**INSTRUCTIONS FOR THE TASK:** Copy out, exactly, the first line of the entries below and every line after it through the one containing "use async_trait::async_trait;".

Stored data entries
*** Begin section ***
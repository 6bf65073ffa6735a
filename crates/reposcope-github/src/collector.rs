//! The GitHub issue/PR collector: token/remote detection, issue and PR
//! classification, and review-comment scanning wired into a [`Collector`].

use async_trait::async_trait;
use camino::{Utf8Path, Utf8PathBuf};
use reposcope_core::RawSignal;
use reposcope_core::duration::days_old;
use reposcope_core::github::{Client, GitHubHost, RepoSlug, origin_remote_url, token_from_env};
use reposcope_core::{CollectOutput, Collector, CollectorCore, CollectorError, CollectorOpts, RunContext};
use tracing::instrument;

use crate::classify::{
    CLOSED_ISSUE_CONFIDENCE, CLOSED_ISSUE_KIND, ReviewState, classify_closed_pr, classify_open_issue, classify_open_pr,
    is_actionable_review_comment, review_todo_confidence,
};
use crate::modules::modules_affected_summary;

const CACHE_DIR: &str = ".reposcope-cache";

pub struct GitHubCollector;

impl CollectorCore for GitHubCollector {
    fn name() -> &'static str {
        "github"
    }
}

#[async_trait]
impl Collector for GitHubCollector {
    #[instrument(skip(self, ctx, opts))]
    async fn collect(&self, ctx: &RunContext, repo_path: &Utf8Path, opts: &CollectorOpts) -> Result<CollectOutput, CollectorError> {
        let Some(token) = token_from_env() else {
            tracing::info!("no GITHUB_TOKEN in environment, skipping github collector");
            return Ok(CollectOutput::empty());
        };

        let Some(repo) = git2::Repository::discover(repo_path.as_std_path()).ok() else {
            return Ok(CollectOutput::empty());
        };
        let Some(origin) = origin_remote_url(&repo) else {
            return Ok(CollectOutput::empty());
        };
        let Some(slug) = RepoSlug::from_remote_url(&origin) else {
            tracing::info!("origin remote is not a GitHub URL, skipping github collector");
            return Ok(CollectOutput::empty());
        };

        let client = Client::new(&GitHubHost::default(), Some(token), &Utf8PathBuf::from(CACHE_DIR)).map_err(|e| CollectorError::Other(e.into()))?;

        let now = chrono::Utc::now();
        let history_cutoff = opts.history_depth.map(|d| now - chrono::Duration::from_std(d).unwrap_or_default());

        let mut signals = Vec::new();

        let issues = client
            .list_issues(ctx, &slug.owner, &slug.repo, opts.max_issues)
            .await
            .map_err(to_collector_error)?;

        for issue in issues.iter().filter(|i| !i.is_pull_request()) {
            if ctx.cancelled() {
                return Err(CollectorError::Cancelled);
            }
            let age_days = days_old(issue.created_at, now);
            let labels: Vec<String> = issue.labels.iter().map(|l| l.name.clone()).collect();
            let path = format!("github/issues/{}", issue.number);

            if issue.state == "closed" {
                if !opts.include_closed {
                    continue;
                }
                if let Some(cutoff) = history_cutoff
                    && issue.closed_at.is_some_and(|closed| closed < cutoff)
                {
                    continue;
                }
                let signal = RawSignal::builder("github", CLOSED_ISSUE_KIND)
                    .file_path(path)
                    .title(format!("#{}: {}", issue.number, issue.title))
                    .description(format!("Closed issue opened by {}.", author_name(&issue.user)))
                    .confidence(CLOSED_ISSUE_CONFIDENCE)
                    .tag("pre-closed")
                    .build()
                    .map_err(CollectorError::Other)?;
                signals.push(signal);
                continue;
            }

            let (kind, confidence) = classify_open_issue(&labels, age_days);
            let signal = RawSignal::builder("github", kind)
                .file_path(path)
                .title(format!("#{}: {}", issue.number, issue.title))
                .description(format!("Opened by {}, {:.0} days ago.", author_name(&issue.user), age_days))
                .confidence(confidence)
                .build()
                .map_err(CollectorError::Other)?;
            signals.push(signal);
        }

        let pr_state = if opts.include_closed { "all" } else { "open" };
        let prs = client
            .list_pull_requests(ctx, &slug.owner, &slug.repo, pr_state, opts.max_issues)
            .await
            .map_err(to_collector_error)?;

        for pr in &prs {
            if ctx.cancelled() {
                return Err(CollectorError::Cancelled);
            }
            let age_days = days_old(pr.created_at, now);
            let path = format!("github/pulls/{}", pr.number);

            if pr.state == "closed" {
                if let Some(cutoff) = history_cutoff
                    && pr.closed_at.is_some_and(|closed| closed < cutoff)
                {
                    continue;
                }
                let files = client
                    .list_pull_request_files(ctx, &slug.owner, &slug.repo, pr.number, 100)
                    .await
                    .unwrap_or_default();
                let file_paths: Vec<String> = files.into_iter().map(|f| f.filename).collect();
                let (kind, confidence) = classify_closed_pr(pr.is_merged());
                let signal = RawSignal::builder("github", kind)
                    .file_path(path)
                    .title(format!("#{}: {}", pr.number, pr.title))
                    .description(format!("{}\n{}", author_name(&pr.user), modules_affected_summary(&file_paths)))
                    .confidence(confidence)
                    .build()
                    .map_err(CollectorError::Other)?;
                signals.push(signal);
                continue;
            }

            let reviews = client
                .list_reviews(ctx, &slug.owner, &slug.repo, pr.number, 100)
                .await
                .unwrap_or_default();
            let review_state = ReviewState {
                any_changes_requested: reviews.iter().any(|r| r.state == "CHANGES_REQUESTED"),
                any_approved: reviews.iter().any(|r| r.state == "APPROVED"),
            };
            let (kind, confidence) = classify_open_pr(review_state);
            let signal = RawSignal::builder("github", kind)
                .file_path(path.clone())
                .title(format!("#{}: {}", pr.number, pr.title))
                .description(format!("Opened by {}, {:.0} days ago.", author_name(&pr.user), age_days))
                .confidence(confidence)
                .build()
                .map_err(CollectorError::Other)?;
            signals.push(signal);

            for review in &reviews {
                let Some(body) = review.body.as_deref() else { continue };
                if !is_actionable_review_comment(body) {
                    continue;
                }
                let review_age_days = review.submitted_at.map_or(age_days, |submitted| days_old(submitted, now));
                let signal = RawSignal::builder("github", "github-review-todo")
                    .file_path(path.clone())
                    .title(format!("#{}: actionable review comment from {}", pr.number, author_name(&review.user)))
                    .description(body.to_string())
                    .confidence(review_todo_confidence(review_age_days))
                    .build()
                    .map_err(CollectorError::Other)?;
                signals.push(signal);
            }
        }

        let metrics = serde_json::json!({
            "issues_scanned": issues.len(),
            "prs_scanned": prs.len(),
            "signal_count": signals.len(),
            "authenticated": client.is_authenticated(),
        });

        Ok(CollectOutput::new(reposcope_core::finalize_signals(signals, opts)).with_metrics(metrics))
    }
}

fn author_name(user: &Option<reposcope_core::github::User>) -> &str {
    user.as_ref().map(|u| u.login.as_str()).unwrap_or("unknown")
}

fn to_collector_error(err: reposcope_core::github::ClientError) -> CollectorError {
    match err {
        reposcope_core::github::ClientError::Cancelled => CollectorError::Cancelled,
        other => CollectorError::Other(other.into()),
    }
}

#[cfg(test)]
mod tests {
    use super::*;

    #[tokio::test]
    async fn non_git_directory_yields_no_signals() {
        let dir = tempfile::tempdir().unwrap();
        let root = camino::Utf8Path::from_path(dir.path()).unwrap();
        let ctx = RunContext::default();
        let opts = CollectorOpts::default();
        // SAFETY: single-threaded test, no concurrent env access.
        unsafe { std::env::remove_var("GITHUB_TOKEN") };
        let output = GitHubCollector.collect(&ctx, root, &opts).await.unwrap();
        assert!(output.signals.is_empty());
    }
}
*** End section ***
**RESULT FOR THIS TASK:**
repository 6bf65073ffa6735a
filename crates/reposcope-github/src/collector.rs
//! The GitHub issue/PR collector: token/remote detection, issue and PR
//! classification, and review-comment scanning wired into a [`Collector`].

use async_trait::async_trait;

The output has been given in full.